### Work to complete
Return only those lines of the listing that hold the word "origin".

### Extracted information
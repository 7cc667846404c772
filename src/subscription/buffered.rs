//! A link that serves its subscriber from a private buffer.
//!
//! The buffer is filled by the producer side (`push`, `complete`) and drained
//! by the subscriber's demand (`request`). The state lock is never held while
//! the subscriber runs. Whoever finds the link idle becomes the drainer; any
//! request, push or cancel that arrives meanwhile (re-entrantly from a callback
//! or from another thread) only updates the state and leaves the delivery to
//! the active drain loop.

use std::sync::Arc;

use parking_lot::Mutex;

use super::{Link, LinkStatus, Subscription};
use crate::{
  completion::Completion, demand::Demand, replay_buffer::ReplayBuffer,
  subscriber::BoxedSubscriber,
};

/// What a cancel does to the subscriber.
#[derive(Clone, Copy, Debug, PartialEq, Eq)]
pub(crate) enum OnCancel {
  /// Tear down without any further callback.
  Silent,
  /// Drop the backlog and deliver `Completion::Finished`.
  Finish,
}

pub(crate) struct BufferedSubscription<Item, Err> {
  state: Mutex<BufferedState<Item, Err>>,
  on_cancel: OnCancel,
}

struct BufferedState<Item, Err> {
  status: LinkStatus,
  demand: Demand,
  buffer: ReplayBuffer<Item>,
  completion: Option<Completion<Err>>,
  cancelling: bool,
  subscriber: Option<BoxedSubscriber<Item, Err>>,
  draining: bool,
}

enum Step<Item, Err> {
  Value(Item),
  Complete(Completion<Err>),
  Stop,
  Idle,
}

impl<Item, Err> BufferedState<Item, Err> {
  fn next_step(&mut self) -> Step<Item, Err> {
    if self.status.is_terminal() {
      return Step::Stop;
    }
    if !self.demand.is_none() {
      if let Some(value) = self.buffer.pop_front() {
        self.demand.consume_one();
        return Step::Value(value);
      }
    }
    if self.buffer.is_empty() {
      if let Some(completion) = self.completion.take() {
        self.status = if self.cancelling { LinkStatus::Cancelled } else { LinkStatus::Completed };
        return Step::Complete(completion);
      }
    }
    Step::Idle
  }
}

impl<Item, Err> BufferedSubscription<Item, Err>
where
  Item: Send + 'static,
  Err: Send + 'static,
{
  /// A link pre-seeded with a backlog and, optionally, a known completion.
  pub(crate) fn new(
    buffer: ReplayBuffer<Item>, completion: Option<Completion<Err>>, on_cancel: OnCancel,
  ) -> Arc<Self> {
    Arc::new(BufferedSubscription {
      state: Mutex::new(BufferedState {
        status: LinkStatus::Active,
        demand: Demand::NONE,
        buffer,
        completion,
        cancelling: false,
        subscriber: None,
        draining: false,
      }),
      on_cancel,
    })
  }

  /// Hand `subscriber` its link, then start serving it.
  ///
  /// A completion known up front reaches the subscriber right away when there
  /// is no backlog; values always wait for demand.
  pub(crate) fn attach(self: &Arc<Self>, mut subscriber: BoxedSubscriber<Item, Err>) -> Link {
    let link = Link::from_arc(self.clone());
    subscriber.on_subscribe(&link);
    let rejected = {
      let mut state = self.state.lock();
      if state.status.is_terminal() {
        Some(subscriber)
      } else {
        state.subscriber = Some(subscriber);
        None
      }
    };
    drop(rejected);
    self.drain();
    link
  }

  /// Buffer one value from upstream and serve it if demand allows.
  ///
  /// Values past the capacity are evicted once nobody is draining, so an
  /// active drain loop still sees everything staged while it runs.
  pub(crate) fn push(&self, value: Item) {
    {
      let mut state = self.state.lock();
      if state.status.is_terminal() || state.completion.is_some() {
        log::trace!("value for a terminated link dropped");
        return;
      }
      state.buffer.stage(value);
    }
    self.drain();
    let mut state = self.state.lock();
    if !state.draining {
      state.buffer.trim();
    }
  }

  /// Record the upstream completion. It is delivered once the backlog that is
  /// buffered right now has been drained.
  pub(crate) fn complete(&self, completion: Completion<Err>) {
    {
      let mut state = self.state.lock();
      if state.status.is_terminal() || state.completion.is_some() {
        return;
      }
      state.completion = Some(completion);
    }
    self.drain();
  }

  #[cfg(test)]
  pub(crate) fn status(&self) -> LinkStatus { self.state.lock().status }

  #[cfg(test)]
  pub(crate) fn buffered_len(&self) -> usize { self.state.lock().buffer.len() }

  #[cfg(test)]
  pub(crate) fn demand(&self) -> Demand { self.state.lock().demand }

  fn drain(&self) {
    let mut subscriber = {
      let mut state = self.state.lock();
      if state.draining || state.status.is_terminal() {
        return;
      }
      match state.subscriber.take() {
        Some(subscriber) => {
          state.draining = true;
          subscriber
        }
        None => return,
      }
    };

    loop {
      let step = {
        let mut state = self.state.lock();
        match state.next_step() {
          Step::Idle => {
            state.subscriber = Some(subscriber);
            state.draining = false;
            state.buffer.trim();
            return;
          }
          step => step,
        }
      };
      match step {
        Step::Value(value) => {
          let more = subscriber.receive(value);
          if !more.is_none() {
            self.state.lock().demand += more;
          }
        }
        Step::Complete(completion) => {
          subscriber.receive_completion(completion);
          break;
        }
        Step::Stop | Step::Idle => break,
      }
    }

    {
      let mut state = self.state.lock();
      state.draining = false;
      state.buffer.clear();
    }
    drop(subscriber);
  }
}

impl<Item, Err> Subscription for BufferedSubscription<Item, Err>
where
  Item: Send + 'static,
  Err: Send + 'static,
{
  fn request(&self, demand: Demand) {
    {
      let mut state = self.state.lock();
      if state.status.is_terminal() {
        log::debug!("request({demand}) on a terminated link ignored");
        return;
      }
      if demand.is_none() {
        return;
      }
      state.demand += demand;
    }
    self.drain();
  }

  fn cancel(&self) {
    let released = {
      let mut state = self.state.lock();
      if state.status.is_terminal() || state.cancelling {
        return;
      }
      state.buffer.clear();
      match self.on_cancel {
        OnCancel::Finish => {
          state.cancelling = true;
          state.completion = Some(Completion::Finished);
          None
        }
        OnCancel::Silent => {
          state.status = LinkStatus::Cancelled;
          state.completion = None;
          state.subscriber.take()
        }
      }
    };
    drop(released);
    self.drain();
  }

  fn is_closed(&self) -> bool {
    let state = self.state.lock();
    state.status.is_terminal() || state.cancelling
  }
}

#[cfg(test)]
mod tests {
  use super::*;
  use crate::{
    replay_buffer::Capacity,
    subscriber::Subscriber,
    test_util::{Event, Recorder},
  };

  fn link_with(
    items: Vec<i32>, completion: Option<Completion<&'static str>>, on_cancel: OnCancel,
  ) -> Arc<BufferedSubscription<i32, &'static str>> {
    BufferedSubscription::new(
      ReplayBuffer::with_items(Capacity::Bounded(3), items),
      completion,
      on_cancel,
    )
  }

  #[test]
  fn serves_exactly_the_requested_values() {
    let sub = link_with(vec![1, 2, 3], None, OnCancel::Silent);
    let (recorder, events) = Recorder::new(Demand::NONE);
    let link = sub.attach(Box::new(recorder));
    assert!(events.is_empty());

    link.request(Demand::max(2));
    assert_eq!(events.values(), vec![1, 2]);
    assert_eq!(sub.demand(), Demand::NONE);

    link.request(Demand::NONE);
    assert_eq!(events.values(), vec![1, 2]);

    link.request(Demand::max(5));
    assert_eq!(events.values(), vec![1, 2, 3]);
    assert_eq!(sub.demand(), Demand::max(4));
  }

  #[test]
  fn completion_waits_for_the_backlog() {
    let sub = link_with(vec![1, 2], None, OnCancel::Silent);
    let (recorder, events) = Recorder::new(Demand::max(1));
    let link = sub.attach(Box::new(recorder));
    sub.complete(Completion::Failed("boom"));
    assert_eq!(events.all(), vec![Event::Value(1)]);

    link.request(Demand::max(1));
    assert_eq!(
      events.all(),
      vec![Event::Value(1), Event::Value(2), Event::Done(Completion::Failed("boom"))]
    );
    assert_eq!(sub.status(), LinkStatus::Completed);
    assert!(link.is_closed());

    // later signals are ignored
    sub.complete(Completion::Finished);
    sub.push(9);
    link.request(Demand::Unlimited);
    assert_eq!(events.completions().len(), 1);
  }

  #[test]
  fn known_completion_with_empty_backlog_is_immediate() {
    let sub = link_with(vec![], Some(Completion::Finished), OnCancel::Finish);
    let (recorder, events) = Recorder::new(Demand::NONE);
    sub.attach(Box::new(recorder));
    assert_eq!(events.all(), vec![Event::Done(Completion::Finished)]);
  }

  #[test]
  fn push_evicts_past_capacity_when_not_drained() {
    let sub = link_with(vec![], None, OnCancel::Silent);
    let (recorder, events) = Recorder::new(Demand::NONE);
    let link = sub.attach(Box::new(recorder));
    for v in 1..=5 {
      sub.push(v);
    }
    assert_eq!(sub.buffered_len(), 3);
    link.request(Demand::Unlimited);
    assert_eq!(events.values(), vec![3, 4, 5]);

    sub.push(6);
    assert_eq!(events.values(), vec![3, 4, 5, 6]);
    assert_eq!(sub.buffered_len(), 0);
  }

  /// Pushes `2` into its own link while `1` is being delivered.
  struct PushesWhileDraining {
    link: Arc<BufferedSubscription<i32, &'static str>>,
    seen: Arc<Mutex<Vec<i32>>>,
  }

  impl Subscriber<i32, &'static str> for PushesWhileDraining {
    fn on_subscribe(&mut self, link: &Link) { link.request(Demand::max(1)); }

    fn receive(&mut self, value: i32) -> Demand {
      self.seen.lock().push(value);
      if value == 1 {
        self.link.push(2);
      }
      Demand::max(1)
    }

    fn receive_completion(&mut self, _: Completion<&'static str>) {}
  }

  #[test]
  fn zero_capacity_value_reaches_an_active_drain() {
    let sub = BufferedSubscription::new(
      ReplayBuffer::new(Capacity::Bounded(0)),
      None::<Completion<&'static str>>,
      OnCancel::Silent,
    );
    let seen = Arc::new(Mutex::new(vec![]));
    sub.attach(Box::new(PushesWhileDraining { link: sub.clone(), seen: seen.clone() }));
    sub.push(1);
    assert_eq!(*seen.lock(), vec![1, 2]);
    assert_eq!(sub.buffered_len(), 0);

    // without demand nothing is kept
    let zero = BufferedSubscription::new(
      ReplayBuffer::new(Capacity::Bounded(0)),
      None::<Completion<&'static str>>,
      OnCancel::Silent,
    );
    let (recorder, events) = Recorder::new(Demand::NONE);
    let link = zero.attach(Box::new(recorder));
    zero.push(1);
    assert_eq!(zero.buffered_len(), 0);
    link.request(Demand::Unlimited);
    assert!(events.is_empty());
  }

  #[test]
  fn granted_demand_keeps_the_drain_going() {
    let sub = link_with(vec![1, 2, 3], Some(Completion::Finished), OnCancel::Silent);
    let (recorder, events) = Recorder::new(Demand::max(1));
    sub.attach(Box::new(recorder.granting(Demand::max(1))));
    assert_eq!(
      events.all(),
      vec![Event::Value(1), Event::Value(2), Event::Value(3), Event::Done(Completion::Finished)]
    );
  }

  #[test]
  fn silent_cancel_drops_everything() {
    let sub = link_with(vec![1, 2], None, OnCancel::Silent);
    let (recorder, events) = Recorder::new(Demand::NONE);
    let link = sub.attach(Box::new(recorder));
    link.cancel();
    link.cancel();
    link.request(Demand::Unlimited);
    sub.push(3);
    assert!(events.is_empty());
    assert_eq!(sub.status(), LinkStatus::Cancelled);
    assert_eq!(sub.buffered_len(), 0);
  }

  #[test]
  fn finishing_cancel_skips_the_backlog() {
    let sub = link_with(vec![1, 2], None, OnCancel::Finish);
    let (recorder, events) = Recorder::new(Demand::NONE);
    let link = sub.attach(Box::new(recorder));
    link.cancel();
    link.cancel();
    sub.complete(Completion::Failed("late"));
    assert_eq!(events.all(), vec![Event::Done(Completion::Finished)]);
    assert_eq!(sub.status(), LinkStatus::Cancelled);
  }

  #[test]
  fn cancel_from_inside_a_callback() {
    let sub = link_with(vec![1, 2, 3], None, OnCancel::Finish);
    let (recorder, events) = Recorder::new(Demand::Unlimited);
    sub.attach(Box::new(recorder.cancelling_after(2)));
    assert_eq!(
      events.all(),
      vec![Event::Value(1), Event::Value(2), Event::Done(Completion::Finished)]
    );
  }

  #[test]
  fn request_from_inside_a_callback_does_not_recurse() {
    let sub = link_with(vec![1, 2, 3], None, OnCancel::Silent);
    let (recorder, events) = Recorder::new(Demand::max(1));
    sub.attach(Box::new(recorder.requesting_in_callback(Demand::max(1))));
    assert_eq!(events.values(), vec![1, 2, 3]);
    assert_eq!(events.max_depth(), 1);
  }
}
use futures::{executor::ThreadPool, future};
use once_cell::sync::Lazy;

use super::{Duration, Instant, RepeatingTask, Scheduler, TaskHandle};

static DEFAULT_POOL: Lazy<ThreadPool> =
  Lazy::new(|| ThreadPool::new().expect("failed to create the default thread pool"));

/// Runs repeating tasks on a `futures` thread pool.
///
/// Each tick sleeps towards an absolute deadline, so a slow tick does not push
/// back the ones after it. When the pool falls more than a whole interval
/// behind, the missed ticks are skipped instead of fired in a burst.
#[derive(Clone)]
pub struct ThreadPoolScheduler {
  pool: ThreadPool,
}

impl ThreadPoolScheduler {
  pub fn new(pool: ThreadPool) -> Self { ThreadPoolScheduler { pool } }
}

impl Default for ThreadPoolScheduler {
  /// Share a lazily created process-wide pool.
  fn default() -> Self { ThreadPoolScheduler { pool: DEFAULT_POOL.clone() } }
}

impl Scheduler for ThreadPoolScheduler {
  fn now(&self) -> Instant { Instant::now() }

  fn schedule_repeating(
    &self, interval: Duration, leeway: Duration, mut task: RepeatingTask,
  ) -> TaskHandle {
    let repeating = async move {
      let mut deadline = Instant::now() + interval;
      loop {
        let now = Instant::now();
        if deadline > now {
          futures_time::task::sleep((deadline - now).into()).await;
        }
        let fired = Instant::now();
        let late = fired.saturating_duration_since(deadline);
        if late > leeway {
          log::debug!("timer tick fired {late:?} late (leeway {leeway:?})");
        }
        if !task() {
          break;
        }
        deadline += interval;
        if deadline <= fired {
          deadline = fired + interval;
        }
      }
    };
    let (repeating, abort) = future::abortable(repeating);
    self.pool.spawn_ok(async move {
      let _ = repeating.await;
    });
    TaskHandle::with_abort(abort)
  }
}
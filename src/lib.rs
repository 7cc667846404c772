//! # rxdemand: demand-driven reactive streams
//!
//! Publishers emit values only as fast as each subscriber asks for them.
//! Every subscription is a [`Link`] over which the subscriber requests
//! [`Demand`]; values beyond the outstanding demand are never delivered.
//!
//! ## Quick Start
//!
//! ```rust
//! use std::sync::{Arc, Mutex};
//!
//! use rxdemand::prelude::*;
//!
//! let upstream = Subject::<u32, ()>::new();
//! let shared = upstream.clone().share_replay(2);
//!
//! let seen = Arc::new(Mutex::new(vec![]));
//! let c_seen = seen.clone();
//! let link = shared.sink_with_demand(
//!   Demand::max(1),
//!   move |v| {
//!     c_seen.lock().unwrap().push(v);
//!     Demand::NONE
//!   },
//!   |_| {},
//! );
//!
//! upstream.send(1);
//! upstream.send(2);
//! assert_eq!(*seen.lock().unwrap(), vec![1]);
//!
//! // the second value waited in the link's own buffer
//! link.request(Demand::max(1));
//! assert_eq!(*seen.lock().unwrap(), vec![1, 2]);
//! ```
//!
//! ## Key Concepts
//!
//! | Type | Description |
//! |------|-------------|
//! | [`Publisher`] | Something that can be subscribed to |
//! | [`Subscriber`] | Receives values, each answered with extra demand, then one completion |
//! | [`Link`] | Handle to request demand or cancel |
//! | [`ShareReplay`] | Multicast hub replaying recent values to late subscribers |
//! | [`Scheduler`] | Executor for time-based producers such as [`Timer`] |
//!
//! ## Feature Flags
//!
//! - **`futures-scheduler`** and **`timer`** (default): [`ThreadPoolScheduler`]
//! - **`tokio-scheduler`**: [`TokioScheduler`]
//! - **`strict-contract`**: protocol violations panic instead of being logged
//!
//! [`Link`]: subscription::Link
//! [`Demand`]: demand::Demand
//! [`Publisher`]: publisher::Publisher
//! [`Subscriber`]: subscriber::Subscriber
//! [`ShareReplay`]: ops::share_replay::ShareReplay
//! [`Scheduler`]: scheduler::Scheduler
//! [`Timer`]: publisher::timer::Timer
//! [`ThreadPoolScheduler`]: scheduler::ThreadPoolScheduler
//! [`TokioScheduler`]: scheduler::TokioScheduler

pub mod completion;
pub mod demand;
pub mod error;
pub mod ops;
pub mod prelude;
pub mod publisher;
pub mod replay_buffer;
pub mod scheduler;
pub mod subject;
pub mod subscriber;
pub mod subscription;

#[cfg(test)]
mod test_util;

pub use prelude::*;
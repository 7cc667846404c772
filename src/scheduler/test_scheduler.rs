//! Virtual-time scheduler for deterministic tests.
//!
//! Time only moves when [`TestScheduler::advance_by`] is called, and due tasks
//! run synchronously on the calling thread, ordered by due time and then by
//! the order they were scheduled in.
//!
//! ```rust
//! use std::sync::{
//!   atomic::{AtomicUsize, Ordering},
//!   Arc,
//! };
//!
//! use rxdemand::prelude::*;
//!
//! let scheduler = TestScheduler::new();
//! let ticks = Arc::new(AtomicUsize::new(0));
//! let c_ticks = ticks.clone();
//! scheduler.schedule_repeating(
//!   Duration::from_millis(10),
//!   Duration::ZERO,
//!   Box::new(move || c_ticks.fetch_add(1, Ordering::SeqCst) < 2),
//! );
//!
//! scheduler.advance_by(Duration::from_millis(100));
//! assert_eq!(ticks.load(Ordering::SeqCst), 3);
//! assert_eq!(scheduler.pending_count(), 0);
//! ```

use std::{cmp::Ordering, collections::BinaryHeap, sync::Arc};

use parking_lot::Mutex;

use super::{Duration, Instant, RepeatingTask, Scheduler, TaskHandle};

// ==================== Internal State ====================

struct TestSchedulerState {
  origin: Instant,
  virtual_time: Duration,
  task_queue: BinaryHeap<ScheduledTask>,
  next_task_id: usize,
}

struct ScheduledTask {
  scheduled_time: Duration,
  task_id: usize,
  interval: Duration,
  task: RepeatingTask,
  handle: TaskHandle,
}

impl PartialEq for ScheduledTask {
  fn eq(&self, other: &Self) -> bool {
    self.scheduled_time == other.scheduled_time && self.task_id == other.task_id
  }
}

impl Eq for ScheduledTask {}

impl PartialOrd for ScheduledTask {
  fn partial_cmp(&self, other: &Self) -> Option<Ordering> { Some(self.cmp(other)) }
}

impl Ord for ScheduledTask {
  fn cmp(&self, other: &Self) -> Ordering {
    // Min-heap: earlier times first, then FIFO by task_id
    other
      .scheduled_time
      .cmp(&self.scheduled_time)
      .then_with(|| other.task_id.cmp(&self.task_id))
  }
}

// ==================== TestScheduler ====================

/// A virtual time scheduler. Clones share the same clock and task queue.
#[derive(Clone)]
pub struct TestScheduler {
  state: Arc<Mutex<TestSchedulerState>>,
}

impl Default for TestScheduler {
  fn default() -> Self { Self::new() }
}

impl TestScheduler {
  /// A scheduler whose virtual clock starts at the current wall-clock time.
  pub fn new() -> Self { Self::starting_at(Instant::now()) }

  pub fn starting_at(origin: Instant) -> Self {
    TestScheduler {
      state: Arc::new(Mutex::new(TestSchedulerState {
        origin,
        virtual_time: Duration::ZERO,
        task_queue: BinaryHeap::new(),
        next_task_id: 0,
      })),
    }
  }

  /// Virtual time elapsed since the scheduler was created.
  pub fn elapsed(&self) -> Duration { self.state.lock().virtual_time }

  /// Number of tasks that are still scheduled and not cancelled.
  pub fn pending_count(&self) -> usize {
    let state = self.state.lock();
    state.task_queue.iter().filter(|t| !t.handle.is_cancelled()).count()
  }

  /// Advance virtual time by `duration`, running every task that falls due.
  ///
  /// A repeating task fires once per elapsed interval, each time with the
  /// clock set to that tick's due time.
  pub fn advance_by(&self, duration: Duration) {
    let target_time = self.state.lock().virtual_time + duration;

    loop {
      let next = {
        let mut state = self.state.lock();
        let due = state.task_queue.peek().is_some_and(|t| t.scheduled_time <= target_time);
        if !due {
          break;
        }
        state.task_queue.pop().map(|task| {
          state.virtual_time = task.scheduled_time;
          task
        })
      };
      let Some(mut scheduled) = next else { break };
      if scheduled.handle.is_cancelled() {
        continue;
      }

      // the lock is released while the task runs
      let again = (scheduled.task)();

      if again && !scheduled.handle.is_cancelled() {
        let mut state = self.state.lock();
        scheduled.scheduled_time += scheduled.interval;
        scheduled.task_id = state.next_task_id;
        state.next_task_id += 1;
        state.task_queue.push(scheduled);
      }
    }

    self.state.lock().virtual_time = target_time;
  }
}

impl Scheduler for TestScheduler {
  fn now(&self) -> Instant {
    let state = self.state.lock();
    state.origin + state.virtual_time
  }

  fn schedule_repeating(
    &self, interval: Duration, _leeway: Duration, task: RepeatingTask,
  ) -> TaskHandle {
    let handle = TaskHandle::new();
    let mut state = self.state.lock();
    let task_id = state.next_task_id;
    state.next_task_id += 1;
    let scheduled_time = state.virtual_time + interval;
    state.task_queue.push(ScheduledTask {
      scheduled_time,
      task_id,
      interval,
      task,
      handle: handle.clone(),
    });
    handle
  }
}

### Solved problem
  origin: Instant,
  pub fn starting_at(origin: Instant) -> Self {
        origin,
    state.origin + state.virtual_time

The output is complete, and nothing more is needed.